02/02/2018
Hey people Listen Up!
For all the exercising, training, racing, you’ve put in the work and now your knee is paying for it. Whether it’s training, running, cycling, or a similar activity, pain on the outside of your knee is often from friction of the IT band. What causes this? Why do some people get this and others don’t? How can you find relief?
Let's see how we can prevent and overcome the same with a brief of
What Is The IT Band and Why Does It Hurt?
Your IT band (Iliotibial Band) is a thick sheet of connective tissue which attaches from muscles in your hip to the side of your knee.
IT band syndrome isn’t pain running up and down the side of your leg. Yes, this is where the IT band is located – but IT band pain is felt on the outside of your knee.
Friction between your IT band and your knee is what leads to pain .This friction is greatest when there’s tension on your IT band. Tension in the IT band is most when your knee is bent about 20–30 degrees – just after your heel hits the ground while running/walking.
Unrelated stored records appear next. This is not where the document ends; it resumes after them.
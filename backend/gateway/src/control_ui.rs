//! Dashboard page.

use axum::{response::Html, routing::get, Router};

use crate::server::GatewayState;

const INDEX_HTML: &str = include_str!("../assets/index.html");

/// Serves the single-page dashboard at `/`.
pub fn ui_router() -> Router<GatewayState> {
    Router::new().route("/", get(index))
}

async fn index() -> Html<&'static str> {
    Html(INDEX_HTML)
}
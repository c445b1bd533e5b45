//! Conversation flow.
//!
//! Routes every chat turn by the session's [`FlowState`]: while the form is
//! being collected, messages go to the extractor; once the form is locked,
//! they go to the planner. Session changes are committed only when a turn
//! succeeds.

use std::sync::Arc;

use serde::{Deserialize, Serialize};
use serde_json::Value;
use tracing::{info, instrument, warn};

use tripforge_core::{
    ChatMessage, FlowState, FormField, FormStatus, FormUpdate, Itinerary, LlmPolicy, LlmProvider,
    Role, Session, SessionId, TripError, VersionSummary,
};
use tripforge_logging::{EventLogger, TripEvent};
use tripforge_planner::{InformationExtractor, ItineraryPlanner};

use crate::replies;
use crate::report::ItineraryReport;
use crate::session_store::SessionStore;

/// Explicit action a client may attach to a chat message.
#[derive(Debug, Clone, Copy, PartialEq, Eq, Serialize, Deserialize)]
#[serde(rename_all = "snake_case")]
pub enum ChatAction {
    Message,
    Generate,
    Ask,
}

/// One chat turn, after the action has been resolved.
#[derive(Debug, Clone, PartialEq, Eq)]
pub enum ChatCommand {
    Message(String),
    Generate,
    Ask(String),
}

impl ChatCommand {
    /// Text that text-only clients send to request generation.
    pub const GENERATE_SENTINEL: &'static str = "generate itinerary";

    pub fn from_text(text: impl Into<String>) -> Self {
        let text = text.into();
        if text.trim().eq_ignore_ascii_case(Self::GENERATE_SENTINEL) {
            ChatCommand::Generate
        } else {
            ChatCommand::Message(text)
        }
    }

    /// An explicit action wins over the sentinel check.
    pub fn resolve(action: Option<ChatAction>, text: impl Into<String>) -> Self {
        match action {
            None => Self::from_text(text),
            Some(ChatAction::Message) => ChatCommand::Message(text.into()),
            Some(ChatAction::Generate) => ChatCommand::Generate,
            Some(ChatAction::Ask) => ChatCommand::Ask(text.into()),
        }
    }

    fn transcript_text(&self) -> &str {
        match self {
            ChatCommand::Message(text) | ChatCommand::Ask(text) => text,
            ChatCommand::Generate => Self::GENERATE_SENTINEL,
        }
    }
}

/// Result of one chat turn.
#[derive(Debug, Clone, Serialize)]
pub struct ChatOutcome {
    pub reply: String,
    pub state: FlowState,
    pub form_status: FormStatus,
    /// Present when this turn produced a new itinerary version.
    pub itinerary: Option<Itinerary>,
}

/// What a routed turn produced, before it is recorded.
struct Turn {
    reply: String,
    itinerary: Option<Itinerary>,
    /// Soft failures are answered but leave the transcript alone.
    record: bool,
}

impl Turn {
    fn reply(reply: String) -> Self {
        Self {
            reply,
            itinerary: None,
            record: true,
        }
    }

    fn planned(itinerary: Itinerary) -> Self {
        Self {
            reply: replies::itinerary_reply(&itinerary),
            itinerary: Some(itinerary),
            record: true,
        }
    }
}

/// Drives sessions through collect → lock → plan.
pub struct FlowController {
    store: Arc<dyn SessionStore>,
    extractor: InformationExtractor,
    planner: ItineraryPlanner,
}

impl FlowController {
    pub fn new(
        store: Arc<dyn SessionStore>,
        extractor: InformationExtractor,
        planner: ItineraryPlanner,
    ) -> Self {
        Self {
            store,
            extractor,
            planner,
        }
    }

    /// Use one provider for both extraction and planning.
    pub fn with_provider(
        store: Arc<dyn SessionStore>,
        provider: Arc<dyn LlmProvider>,
        policy: LlmPolicy,
    ) -> Self {
        Self::new(
            store,
            InformationExtractor::new(Arc::clone(&provider), policy.clone()),
            ItineraryPlanner::new(provider, policy),
        )
    }

    pub fn store(&self) -> &Arc<dyn SessionStore> {
        &self.store
    }

    pub fn provider_name(&self) -> &str {
        self.planner.provider_name()
    }

    /// Start a session. Returns its id and the welcome message.
    pub async fn create_session(&self) -> (SessionId, String) {
        let id = self.store.create().await;
        EventLogger::log_event(&id, TripEvent::SessionCreated);
        (id, replies::WELCOME.to_string())
    }

    #[instrument(skip(self, command))]
    pub async fn chat(
        &self,
        session_id: &str,
        command: ChatCommand,
    ) -> Result<ChatOutcome, TripError> {
        let handle = self.store.get(session_id).await?;
        let mut session = handle.lock().await;
        let state = session.flow_state();
        info!(state = %state, "Chat turn");

        let turn = match (state, &command) {
            (FlowState::Collecting, ChatCommand::Message(text) | ChatCommand::Ask(text)) => {
                self.collect(&mut session, text).await?
            }
            (FlowState::Collecting, ChatCommand::Generate) => {
                if !session.lock_errors().is_empty() {
                    Turn::reply(replies::not_ready_reply(session.form.form()))
                } else {
                    let mut draft = session.clone();
                    draft.lock_form()?;
                    let itinerary = self.generate(&mut draft).await?;
                    EventLogger::log_event(session_id, TripEvent::FormLocked);
                    *session = draft;
                    Turn::planned(itinerary)
                }
            }
            (FlowState::LockedNoItinerary, _)
            | (FlowState::HasItinerary, ChatCommand::Generate) => {
                Turn::planned(self.generate(&mut session).await?)
            }
            (FlowState::HasItinerary, ChatCommand::Message(instruction)) => {
                Turn::planned(self.modify(&mut session, instruction).await?)
            }
            (FlowState::HasItinerary, ChatCommand::Ask(question)) => {
                let current = session.current_itinerary().ok_or(TripError::NoItinerary)?;
                let answer = self
                    .planner
                    .answer_question(current, session.form.form(), question)
                    .await?;
                Turn::reply(answer)
            }
        };

        if turn.record {
            session.add_message(Role::User, command.transcript_text());
            session.add_message(Role::Assistant, turn.reply.clone());
        }

        Ok(ChatOutcome {
            reply: turn.reply,
            state: session.flow_state(),
            form_status: session.form.status(),
            itinerary: turn.itinerary,
        })
    }

    async fn collect(&self, session: &mut Session, text: &str) -> Result<Turn, TripError> {
        let extraction = self.extractor.extract(text, session.form.form()).await;

        if let Some(reason) = &extraction.failure {
            EventLogger::log_event(
                &session.id,
                TripEvent::ExtractionFailed {
                    error_msg: reason.clone(),
                },
            );
            return Ok(Turn {
                reply: extraction.acknowledgement(),
                itinerary: None,
                record: false,
            });
        }

        let written = session.update_form(&extraction.update)?;
        for preference in &extraction.soft_preferences {
            session.add_soft_preference(preference);
        }

        if !written.is_empty() {
            EventLogger::log_event(
                &session.id,
                TripEvent::FormUpdated {
                    fields: written.iter().map(|f| f.name().to_string()).collect(),
                    filled: session.form.form().filled_required(),
                    required: FormField::REQUIRED_COUNT,
                },
            );
        }

        Ok(Turn::reply(replies::collecting_reply(
            &extraction,
            session.form.form(),
        )))
    }

    async fn generate(&self, session: &mut Session) -> Result<Itinerary, TripError> {
        let version = session.next_version();
        let result = self
            .planner
            .generate(&session.form, &session.soft_preferences, version)
            .await;
        self.commit(session, result)
    }

    async fn modify(&self, session: &mut Session, instruction: &str) -> Result<Itinerary, TripError> {
        let current = session.current_itinerary().ok_or(TripError::NoItinerary)?;
        let result = self
            .planner
            .modify(current, &session.form, instruction, &session.soft_preferences)
            .await;
        self.commit(session, result)
    }

    /// Append a successful version and log its quality report.
    fn commit(
        &self,
        session: &mut Session,
        result: Result<Itinerary, TripError>,
    ) -> Result<Itinerary, TripError> {
        let itinerary = match result {
            Ok(itinerary) => itinerary,
            Err(e) => {
                warn!(error = %e, "Itinerary generation failed");
                EventLogger::log_event(
                    &session.id,
                    TripEvent::GenerationFailed {
                        error_msg: e.to_string(),
                    },
                );
                return Err(e);
            }
        };

        let report = ItineraryReport::build(&itinerary, session.form.form());
        session.push_itinerary(itinerary.clone())?;

        EventLogger::log_event(
            &session.id,
            TripEvent::ItineraryGenerated {
                version: itinerary.version,
                days: itinerary.days.len(),
                activities: itinerary.activity_count(),
            },
        );
        EventLogger::log_event(
            &session.id,
            TripEvent::QualityReport {
                version: itinerary.version,
                report: serde_json::to_value(&report).unwrap_or(Value::Null),
            },
        );
        Ok(itinerary)
    }

    // ─── Form operations ─────────────────────────────────────────────────────

    /// Validate, merge and lock in one step. Nothing changes unless all of it succeeds.
    pub async fn submit_form(&self, session_id: &str, raw: &Value) -> Result<FormStatus, TripError> {
        let handle = self.store.get(session_id).await?;
        let mut session = handle.lock().await;
        if session.form.is_locked() {
            return Err(TripError::FormLocked);
        }

        let (update, mut errors) = FormUpdate::from_json(raw);
        let mut form = session.form.clone();
        form.update(&update)?;
        for error in form.lock_errors() {
            if !errors.iter().any(|e| e.field == error.field) {
                errors.push(error);
            }
        }
        if !errors.is_empty() {
            return Err(TripError::InvalidForm(errors));
        }
        form.lock()?;

        session.form = form;
        session.touch();
        EventLogger::log_event(session_id, TripEvent::FormLocked);
        Ok(session.form.status())
    }

    /// Merge a partial update without locking. Rejected as a whole if any field is invalid.
    pub async fn update_form(&self, session_id: &str, raw: &Value) -> Result<FormStatus, TripError> {
        let handle = self.store.get(session_id).await?;
        let mut session = handle.lock().await;
        if session.form.is_locked() {
            return Err(TripError::FormLocked);
        }

        let (update, errors) = FormUpdate::from_json(raw);
        if !errors.is_empty() {
            return Err(TripError::InvalidForm(errors));
        }
        let written = session.update_form(&update)?;
        if !written.is_empty() {
            EventLogger::log_event(
                session_id,
                TripEvent::FormUpdated {
                    fields: written.iter().map(|f| f.name().to_string()).collect(),
                    filled: session.form.form().filled_required(),
                    required: FormField::REQUIRED_COUNT,
                },
            );
        }
        Ok(session.form.status())
    }

    pub async fn form_status(&self, session_id: &str) -> Result<FormStatus, TripError> {
        let handle = self.store.get(session_id).await?;
        let session = handle.lock().await;
        Ok(session.form.status())
    }

    // ─── Read-only views ─────────────────────────────────────────────────────

    pub async fn flow_state(&self, session_id: &str) -> Result<FlowState, TripError> {
        let handle = self.store.get(session_id).await?;
        let session = handle.lock().await;
        Ok(session.flow_state())
    }

    pub async fn current_itinerary(&self, session_id: &str) -> Result<Itinerary, TripError> {
        let handle = self.store.get(session_id).await?;
        let session = handle.lock().await;
        session
            .current_itinerary()
            .cloned()
            .ok_or(TripError::NoItinerary)
    }

    pub async fn versions(&self, session_id: &str) -> Result<Vec<VersionSummary>, TripError> {
        let handle = self.store.get(session_id).await?;
        let session = handle.lock().await;
        Ok(session
            .itineraries
            .iter()
            .map(Itinerary::summary_entry)
            .collect())
    }

    pub async fn itinerary_version(
        &self,
        session_id: &str,
        version: u32,
    ) -> Result<Itinerary, TripError> {
        let handle = self.store.get(session_id).await?;
        let session = handle.lock().await;
        session
            .itinerary_version(version)
            .cloned()
            .ok_or(TripError::VersionNotFound(version))
    }

    pub async fn report(&self, session_id: &str) -> Result<ItineraryReport, TripError> {
        let handle = self.store.get(session_id).await?;
        let session = handle.lock().await;
        let current = session.current_itinerary().ok_or(TripError::NoItinerary)?;
        Ok(ItineraryReport::build(current, session.form.form()))
    }

    pub async fn messages(&self, session_id: &str) -> Result<Vec<ChatMessage>, TripError> {
        let handle = self.store.get(session_id).await?;
        let session = handle.lock().await;
        Ok(session.transcript.clone())
    }
}
pub mod demo;
pub mod mock;
pub mod ollama;
pub mod openai_compat;

pub use demo::DemoProvider;
pub use mock::{MockProvider, MockReply};
pub use ollama::OllamaProvider;
pub use openai_compat::OpenAiCompatProvider;

#[cfg(test)]
mod tests {
    use super::*;
    use tripforge_core::{LlmPolicy, LlmProvider};

    #[tokio::test]
    async fn test_mock_replays_script_then_fixed_response() {
        let provider = MockProvider::new("mock").with_response("fallback");
        provider.push_text("first");
        provider.push_failure("boom");

        let req = LlmPolicy::default().request("sys", "hi");
        assert_eq!(provider.complete(&req).await.unwrap().content, "first");
        let err = provider.complete(&req).await.unwrap_err();
        assert!(err.to_string().contains("boom"));
        assert_eq!(provider.complete(&req).await.unwrap().content, "fallback");

        assert_eq!(provider.call_count(), 3);
        assert_eq!(provider.requests()[0].system_prompt, "sys");
    }
}
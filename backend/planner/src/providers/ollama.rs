use std::time::{Duration, Instant};

use anyhow::{bail, Context, Result};
use async_trait::async_trait;
use reqwest::Client;
use serde::{Deserialize, Serialize};
use tracing::debug;

use tripforge_core::{LlmProvider, LlmRequest, LlmResponse};

pub const DEFAULT_OLLAMA_URL: &str = "http://localhost:11434";

/// Ollama local LLM provider, speaking the native `/api/chat` endpoint.
pub struct OllamaProvider {
    client: Client,
    base_url: String,
}

impl OllamaProvider {
    pub fn new() -> Self {
        Self {
            client: Client::new(),
            base_url: DEFAULT_OLLAMA_URL.to_string(),
        }
    }

    /// Accepts either the server root or its OpenAI-compatible `/v1` mount.
    pub fn with_base_url(mut self, url: impl Into<String>) -> Self {
        let url = url.into();
        let url = url.trim_end_matches('/');
        self.base_url = url.strip_suffix("/v1").unwrap_or(url).to_string();
        self
    }

    pub fn with_timeout(mut self, timeout: Duration) -> Result<Self> {
        self.client = Client::builder()
            .timeout(timeout)
            .build()
            .context("Failed to build Ollama HTTP client")?;
        Ok(self)
    }

    pub fn base_url(&self) -> &str {
        &self.base_url
    }
}

impl Default for OllamaProvider {
    fn default() -> Self {
        Self::new()
    }
}

#[derive(Serialize)]
struct OllamaChatRequest {
    model: String,
    messages: Vec<OllamaChatMessage>,
    stream: bool,
    #[serde(skip_serializing_if = "Option::is_none")]
    format: Option<&'static str>,
    options: OllamaOptions,
}

#[derive(Serialize)]
struct OllamaOptions {
    temperature: f32,
    num_predict: u32,
}

#[derive(Serialize, Deserialize)]
struct OllamaChatMessage {
    role: String,
    content: String,
}

#[derive(Deserialize)]
struct OllamaChatResponse {
    message: OllamaChatMessage,
    eval_count: Option<u64>,
    prompt_eval_count: Option<u64>,
}

impl OllamaChatRequest {
    fn from_request(request: &LlmRequest) -> Self {
        let system = (!request.system_prompt.is_empty()).then(|| OllamaChatMessage {
            role: "system".into(),
            content: request.system_prompt.clone(),
        });
        let user = OllamaChatMessage {
            role: "user".into(),
            content: request.user_prompt.clone(),
        };
        Self {
            model: request.model.clone(),
            messages: system.into_iter().chain([user]).collect(),
            stream: false,
            format: request.json_mode.then_some("json"),
            options: OllamaOptions {
                temperature: request.temperature,
                num_predict: request.max_tokens,
            },
        }
    }
}

#[async_trait]
impl LlmProvider for OllamaProvider {
    fn name(&self) -> &str {
        "ollama"
    }

    async fn complete(&self, request: &LlmRequest) -> Result<LlmResponse> {
        let started = Instant::now();
        let url = format!("{}/api/chat", self.base_url);
        debug!(url = %url, model = %request.model, json = request.json_mode, "Ollama chat request");

        let response = self
            .client
            .post(&url)
            .json(&OllamaChatRequest::from_request(request))
            .send()
            .await
            .with_context(|| format!("Could not reach Ollama at {}", self.base_url))?;

        let status = response.status();
        if !status.is_success() {
            let detail = response.text().await.unwrap_or_default();
            bail!("Ollama returned {status}: {}", detail.trim());
        }

        let reply: OllamaChatResponse = response
            .json()
            .await
            .context("Ollama sent a body that is not a chat response")?;
        if reply.message.content.trim().is_empty() {
            bail!("Ollama returned an empty message for model {}", request.model);
        }

        Ok(LlmResponse {
            content: reply.message.content,
            provider: self.name().to_string(),
            model: request.model.clone(),
            tokens_used: reply.prompt_eval_count.unwrap_or(0) + reply.eval_count.unwrap_or(0),
            latency_ms: started.elapsed().as_millis() as u64,
        })
    }
}

#[cfg(test)]
mod tests {
    use super::*;
    use tripforge_core::LlmPolicy;

    #[test]
    fn test_base_url_strips_openai_mount() {
        let provider = OllamaProvider::new().with_base_url("http://gpu-box:11434/v1/");
        assert_eq!(provider.base_url(), "http://gpu-box:11434");
    }

    #[test]
    fn test_request_body() {
        let request = LlmPolicy::default().request("", "plan a trip").json();
        let value = serde_json::to_value(OllamaChatRequest::from_request(&request)).unwrap();
        assert_eq!(value["format"], "json");
        assert_eq!(value["stream"], false);
        assert_eq!(value["options"]["num_predict"], 2000);
        // No system message when the prompt is empty.
        assert_eq!(value["messages"].as_array().unwrap().len(), 1);
        assert_eq!(value["messages"][0]["role"], "user");

        let plain = LlmPolicy::default().request("be brief", "hi");
        let value = serde_json::to_value(OllamaChatRequest::from_request(&plain)).unwrap();
        assert!(value.get("format").is_none());
        assert_eq!(value["messages"][0]["content"], "be brief");
    }
}
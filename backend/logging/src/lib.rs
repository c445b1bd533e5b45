//! Telemetry and structured logging for TripForge.
//!
//! Handles log redaction, console and rolling NDJSON output, and structured trip events.

pub mod event_logger;
pub mod logger;
pub mod redact;

pub use event_logger::{EventLogEntry, EventLogger, TripEvent};
pub use logger::init_logger;
pub use redact::redact_sensitive_data;
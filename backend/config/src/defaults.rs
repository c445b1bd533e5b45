//! Default values used when an environment variable is unset.

pub const DEFAULT_BIND: &str = "127.0.0.1";
pub const DEFAULT_PORT: u16 = 8000;
pub const DEFAULT_LOG_LEVEL: &str = "info";

/// Sampling temperature for itinerary generation.
pub const DEFAULT_TEMPERATURE: f32 = 0.7;
pub const DEFAULT_MAX_TOKENS: u32 = 2000;

pub const OLLAMA_BASE_URL: &str = "http://localhost:11434";
pub const MISTRAL_BASE_URL: &str = "https://api.mistral.ai/v1";
pub const OPENROUTER_BASE_URL: &str = "https://openrouter.ai/api/v1";
pub const OPENAI_BASE_URL: &str = "https://api.openai.com/v1";

pub const OLLAMA_MODEL: &str = "mistral";
pub const MOCK_MODEL: &str = "mock-demo";
pub const MISTRAL_MODEL: &str = "mistral-small-latest";
pub const OPENROUTER_MODEL: &str = "mistralai/mistral-7b-instruct";
pub const OPENAI_MODEL: &str = "gpt-4o-mini";

/// Sessions idle for less than this are probably a misconfiguration.
pub const MIN_SENSIBLE_IDLE_SECS: u64 = 60;
//! Ready-made resources for tests and local experiments.
//!
//! All fixtures live in the `default/default` tenant.

use chrono::Utc;

use crate::{Actor, CheckConfig, CheckResult, Entity, Event, Rule, User};

pub const DEFAULT_ORGANIZATION: &str = "default";
pub const DEFAULT_ENVIRONMENT: &str = "default";

pub fn fixture_entity(name: &str) -> Entity {
    Entity {
        name: name.to_string(),
        organization: DEFAULT_ORGANIZATION.to_string(),
        environment: DEFAULT_ENVIRONMENT.to_string(),
        class: "host".to_string(),
        subscriptions: vec!["linux".to_string()],
        last_seen: Some(Utc::now()),
    }
}

pub fn fixture_check_config(name: &str) -> CheckConfig {
    CheckConfig {
        name: name.to_string(),
        organization: DEFAULT_ORGANIZATION.to_string(),
        environment: DEFAULT_ENVIRONMENT.to_string(),
        command: "true".to_string(),
        interval: 60,
        subscriptions: vec!["linux".to_string()],
        publish: true,
    }
}

pub fn fixture_check_result(name: &str) -> CheckResult {
    CheckResult {
        name: name.to_string(),
        command: "true".to_string(),
        status: 0,
        output: String::new(),
        executed: Utc::now(),
        duration: 0.01,
    }
}

pub fn fixture_event(entity_name: &str, check_name: &str) -> Event {
    Event {
        timestamp: Utc::now(),
        entity: fixture_entity(entity_name),
        check: fixture_check_result(check_name),
    }
}

pub fn fixture_user(username: &str) -> User {
    User {
        username: username.to_string(),
        roles: vec!["default".to_string()],
        disabled: false,
    }
}

/// Actor allowed to do everything everywhere.
pub fn fixture_actor_admin(name: &str) -> Actor {
    Actor::new(name, vec![Rule::superuser()])
}
//! Tenant registry
//!
//! Organizations and their environments. A tenant exists exactly when its
//! environment record exists; every tenant-scoped store validates writes
//! against this registry instead of keeping its own copy of tenant state.

use serde::{Deserialize, Serialize};
use std::sync::Arc;
use tracing::{debug, info};

use vigil_core::{Error, KvStore, RequestContext, Result, TenantKey};

use crate::codec::{decode_listing, encode};
use crate::keys;

#[derive(Debug, Clone, PartialEq, Eq, Serialize, Deserialize)]
pub struct Organization {
    pub name: String,

    #[serde(default)]
    pub description: String,
}

#[derive(Debug, Clone, PartialEq, Eq, Serialize, Deserialize)]
pub struct Environment {
    pub organization: String,
    pub name: String,

    #[serde(default)]
    pub description: String,
}

impl Environment {
    pub fn tenant(&self) -> Result<TenantKey> {
        TenantKey::new(self.organization.clone(), self.name.clone())
    }
}

/// Registry of organizations and environments
pub struct TenantStore {
    kv: Arc<dyn KvStore>,
}

impl TenantStore {
    pub fn new(kv: Arc<dyn KvStore>) -> Self {
        Self { kv }
    }

    /// Create or replace an organization.
    pub async fn create_organization(
        &self,
        ctx: &RequestContext,
        organization: &Organization,
    ) -> Result<()> {
        let key = keys::organization(&organization.name)?;
        let value = encode(organization)?;
        ctx.run(self.kv.put(&key, value)).await?;

        info!("Created organization {}", organization.name);
        Ok(())
    }

    /// Create or replace an environment inside an existing organization.
    ///
    /// # Errors
    /// - `Error::NotFound` if the organization does not exist
    pub async fn create_environment(
        &self,
        ctx: &RequestContext,
        environment: &Environment,
    ) -> Result<()> {
        let tenant = environment.tenant()?;
        let guard = keys::organization(tenant.organization())?;
        let value = encode(environment)?;

        let written = ctx
            .run(self.kv.put_if_exists(&guard, &keys::environment(&tenant), value))
            .await?;
        if !written {
            return Err(Error::NotFound(format!(
                "Organization {} does not exist",
                tenant.organization()
            )));
        }

        info!("Created environment {}", tenant);
        Ok(())
    }

    /// Create the organization and environment of `tenant` in one call.
    pub async fn ensure_tenant(&self, ctx: &RequestContext, tenant: &TenantKey) -> Result<()> {
        if self.tenant_exists(ctx, tenant).await? {
            return Ok(());
        }

        let organization_key = keys::organization(tenant.organization())?;
        if !ctx.run(self.kv.exists(&organization_key)).await? {
            self.create_organization(
                ctx,
                &Organization {
                    name: tenant.organization().to_string(),
                    description: String::new(),
                },
            )
            .await?;
        }

        self.create_environment(
            ctx,
            &Environment {
                organization: tenant.organization().to_string(),
                name: tenant.environment().to_string(),
                description: String::new(),
            },
        )
        .await
    }

    pub async fn tenant_exists(&self, ctx: &RequestContext, tenant: &TenantKey) -> Result<bool> {
        ctx.run(self.kv.exists(&keys::environment(tenant))).await
    }

    pub async fn list_environments(
        &self,
        ctx: &RequestContext,
        organization: &str,
    ) -> Result<Vec<Environment>> {
        let prefix = keys::environments_prefix(organization)?;
        let pairs = ctx.run(self.kv.list_prefix(&prefix)).await?;
        Ok(decode_listing(pairs))
    }

    /// Remove an environment. Resources stored under it become unwritable
    /// until it is created again.
    pub async fn delete_environment(&self, ctx: &RequestContext, tenant: &TenantKey) -> Result<()> {
        let removed = ctx.run(self.kv.delete(&keys::environment(tenant))).await?;
        debug!(tenant = %tenant, removed, "Deleted environment");
        Ok(())
    }

    /// Write `value` at `key`, atomically requiring that `tenant` exists.
    ///
    /// # Errors
    /// - `Error::NotFound` if the tenant does not exist; nothing is written
    pub async fn put_scoped(
        &self,
        ctx: &RequestContext,
        tenant: &TenantKey,
        key: &str,
        value: Vec<u8>,
    ) -> Result<()> {
        let guard = keys::environment(tenant);
        let written = ctx.run(self.kv.put_if_exists(&guard, key, value)).await?;
        if !written {
            return Err(Error::NotFound(format!("Tenant {} does not exist", tenant)));
        }
        Ok(())
    }
}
The repetition of bending and straightening your knee over and over while IT band tension is high – especially with increases in mileage and/or pace and while running downhill – can lead to pain.
But it’s not the bending and straightening by itself that leads to pain. many sports persons bend and straighten their knees repeatedly and don’t get any pain.
What Causes This Increase In IT Band Tension?
When we compare runners with IT band syndrome to those without, we find that the hip angles inward (adducts) more in the runners with IT band pain . With this increased angle of the hip, the knee caves inward and puts more tension on the IT band .
Why do some athlete’s hips angle inward?
Weakness in the hip abductor muscles – the muscles that control the hip pushing outward. If these muscles are stronger, they can resist the hip and knee from caving in.
In fact, studies show that runners with IT band syndrome have weaker hip abductor muscles than non-injured runners. On the contrary, these same studies also show that strengthening the hip abductor muscles (Glutes) resolves IT band pain in 90% of runners in just 6 weeks .
If you strengthen your hip abductors, you will have more control of your hip and knee as you walk, run, and bike, putting less tension on your IT band.